Caro Márcio, manda a verdade que diga que
o principal motivo porque te escrevo, é certificar-me da tua saúde e render-me
à tua inteligência e compreensão da condição humana. Gostarás, com toda a
certeza, de saber que recuperei a serenidade que me era natural.
Da última vez que estivemos juntos, eram
os dias curtos, valeu-nos aos dois o fogo sempre aceso, e a mim, também a tua
paciência; não foi em vão.
A paixão que me matava, que deixei crescer
até que me fizesse mal, foi um tempo apesar de tudo feliz, que não posso desprezar,
só isso. Estou curado. Ontem estive com o juiz, deixei-me ficar na posição de
pretendente rejeitado, reiterei o meu respeito por Laura, garanti-lhe a pureza
da minha dedicação, e ficou tudo bem. Sou um homem livre e desconfio que por
pouco tempo; há males que vêm por bem - Amália!
Amália voltou. Está bonita, está ainda
mais bonita. A primeira pessoa que visitou assim que chegou, fui eu. Deparei-me
com ela na sala de espera do gabinete quando voltava de casa do juiz. Ter
resolvido com o juiz, a desastrosa e impossível relação com a filha, foi
libertador e refrescante; ver Amália de pé, muito sorridente, airosa e
perfumada, linda, decote rendado e braços estendidos para mim, levou-me à idade
do despertar, senti ruborescer e renasci.
Tenho que te fazer
justiça.
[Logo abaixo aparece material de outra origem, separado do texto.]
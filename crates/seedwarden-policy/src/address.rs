//! LAN/remote classification of media player addresses.

/// Classification of a player address relative to the private LAN ranges.
#[derive(Debug, Clone, Copy, PartialEq, Eq)]
pub enum AddressClass {
    /// Address falls inside 10/8, 172.16/12, or 192.168/16.
    Local,
    /// Anything else, including addresses that fail to parse.
    Remote,
}

impl AddressClass {
    /// Whether the address counts toward the remote stream census.
    #[must_use]
    pub const fn is_remote(self) -> bool {
        matches!(self, Self::Remote)
    }
}

/// Classify a player address as LAN-local or remote.
///
/// Accepts `host:port`, bare IPv4, or arbitrary text. An optional port is
/// stripped by keeping the substring before the last `:`. Input that does not
/// parse as exactly four IPv4 octets fails open to [`AddressClass::Remote`]
/// so an unreadable address never suppresses throttling.
///
/// Loopback (127/8) is deliberately not treated as local; it falls through
/// to `Remote` like any other non-private range.
#[must_use]
pub fn classify(address: &str) -> AddressClass {
    let host = address.rsplit_once(':').map_or(address, |(host, _)| host);
    let Some(octets) = parse_ipv4(host) else {
        return AddressClass::Remote;
    };

    match (octets[0], octets[1]) {
        (10, _) | (172, 16..=31) | (192, 168) => AddressClass::Local,
        _ => AddressClass::Remote,
    }
}

fn parse_ipv4(host: &str) -> Option<[u8; 4]> {
    let mut octets = [0_u8; 4];
    let mut segments = host.split('.');
    for slot in &mut octets {
        *slot = segments.next()?.parse().ok()?;
    }
    if segments.next().is_some() {
        return None;
    }
    Some(octets)
}

#[cfg(test)]
mod tests {
    use super::*;

    #[test]
    fn private_ranges_classify_local() {
        assert_eq!(classify("10.0.0.5"), AddressClass::Local);
        assert_eq!(classify("10.255.255.255"), AddressClass::Local);
        assert_eq!(classify("172.16.0.1"), AddressClass::Local);
        assert_eq!(classify("172.31.200.7"), AddressClass::Local);
        assert_eq!(classify("192.168.1.50"), AddressClass::Local);
    }

    #[test]
    fn port_suffix_is_stripped() {
        assert_eq!(classify("10.0.0.5:32400"), AddressClass::Local);
        assert_eq!(classify("172.31.0.9:51413"), AddressClass::Local);
        assert_eq!(classify("203.0.113.9:32400"), AddressClass::Remote);
    }

    #[test]
    fn public_addresses_classify_remote() {
        assert_eq!(classify("203.0.113.9"), AddressClass::Remote);
        assert_eq!(classify("8.8.8.8"), AddressClass::Remote);
        assert_eq!(classify("172.15.0.1"), AddressClass::Remote);
        assert_eq!(classify("172.32.0.1"), AddressClass::Remote);
        assert_eq!(classify("192.169.0.1"), AddressClass::Remote);
    }

    #[test]
    fn loopback_is_not_special_cased() {
        assert_eq!(classify("127.0.0.1"), AddressClass::Remote);
    }

    #[test]
    fn malformed_input_fails_open_to_remote() {
        assert_eq!(classify("garbage"), AddressClass::Remote);
        assert_eq!(classify(""), AddressClass::Remote);
        assert_eq!(classify("10.0.0"), AddressClass::Remote);
        assert_eq!(classify("10.0.0.0.0"), AddressClass::Remote);
        assert_eq!(classify("10.0.0.256"), AddressClass::Remote);
        assert_eq!(classify("::1"), AddressClass::Remote);
        assert_eq!(classify("fe80::1%eth0"), AddressClass::Remote);
    }

    #[test]
    fn is_remote_reflects_variant() {
        assert!(AddressClass::Remote.is_remote());
        assert!(!AddressClass::Local.is_remote());
    }
}
//! Application error with process exit-code mapping.

use std::error::Error as _;

use thiserror::Error;

use seedwarden_config::ConfigError;

/// Top-level application error.
#[derive(Debug, Error)]
pub enum AppError {
    /// Settings could not be loaded or validated. Exit code 2.
    #[error("configuration error")]
    Config(#[from] ConfigError),
    /// A media server or download tool call failed. Exit code 1.
    #[error("upstream call failed")]
    Upstream(#[source] anyhow::Error),
}

impl AppError {
    /// Wrap any upstream failure.
    pub fn upstream(err: impl Into<anyhow::Error>) -> Self {
        Self::Upstream(err.into())
    }

    /// Process exit code for this error.
    #[must_use]
    pub const fn exit_code(&self) -> i32 {
        match self {
            Self::Upstream(_) => 1,
            Self::Config(_) => 2,
        }
    }

    /// Message printed to stderr before exiting.
    #[must_use]
    pub fn display_message(&self) -> String {
        match self {
            Self::Config(err) => err.source().map_or_else(
                || err.to_string(),
                |source| format!("{err}: {source}"),
            ),
            Self::Upstream(err) => format!("{err:#}"),
        }
    }
}

/// Convenience alias for application results.
pub type AppResult<T> = Result<T, AppError>;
Fui tolo. Aproveitei a tua disponibilidade para ouvir e desabafei o
que precisava. Não te ouvi, ou nem te dei oportunidade de falar. Sei o que me
terias dito se tivesses encontrado em mim a razoabilidade de ouvir um bom e
sábio amigo. Tinha criado uma imagem interior que não correspondia àquela a quem
dirigi toda a paixão. Laura não tem culpa; é uma mulher menina, tem a pureza da
inocência que nunca ultrapassou. O viço da juventude no corpo de mulher,
despertou-me o sangue e toldou-me a razão. Lembro-me de me teres dito, só mais
tarde compreendi onde querias chegar, que uma mulher, como um homem, não pode
espraiar a existência num contínuo das idades tenras; num momento, haveria que
acontecer uma ruptura, uma estaladela no cristal, uma fímbria no plano, uma
reverberação nas superfícies da percepção, um nó na linha de costura…um sopro…,
que faltava algo a Laurinha. Lembro-me de teres terminado essa prelecção
dizendo que eu merecia uma mulher valente.
Hoje de manhã
incumbi o padre Feliciano da celebração de uma missa por intenções pessoais,
minhas. O padre olhou-me por cima dos óculos e agarrando firmemente a minha
mão, perguntou-me: - Têm as tuas intenções a dignidade do sacramento? – Ao que
eu retorqui: - Veio Cristo à terra por outra coisa que não os homens, padre? –
Não o deixei responder; disse-lhe que estou de bem com o Pai e convidei-o para
o jantar que darei hoje lá em casa, em que terei Amália do meu lado direito, o
padre do lado esquerdo, os Fão, os Sobral, e a ti meu amigo, no coração.
Manda notícias, e
visita-me logo que puderes. O branco, reserva de há três anos, só o provo
contigo
Um grande abraço,
O Godofredo não esteve com meias-medidas! Rei morto, Rei posto!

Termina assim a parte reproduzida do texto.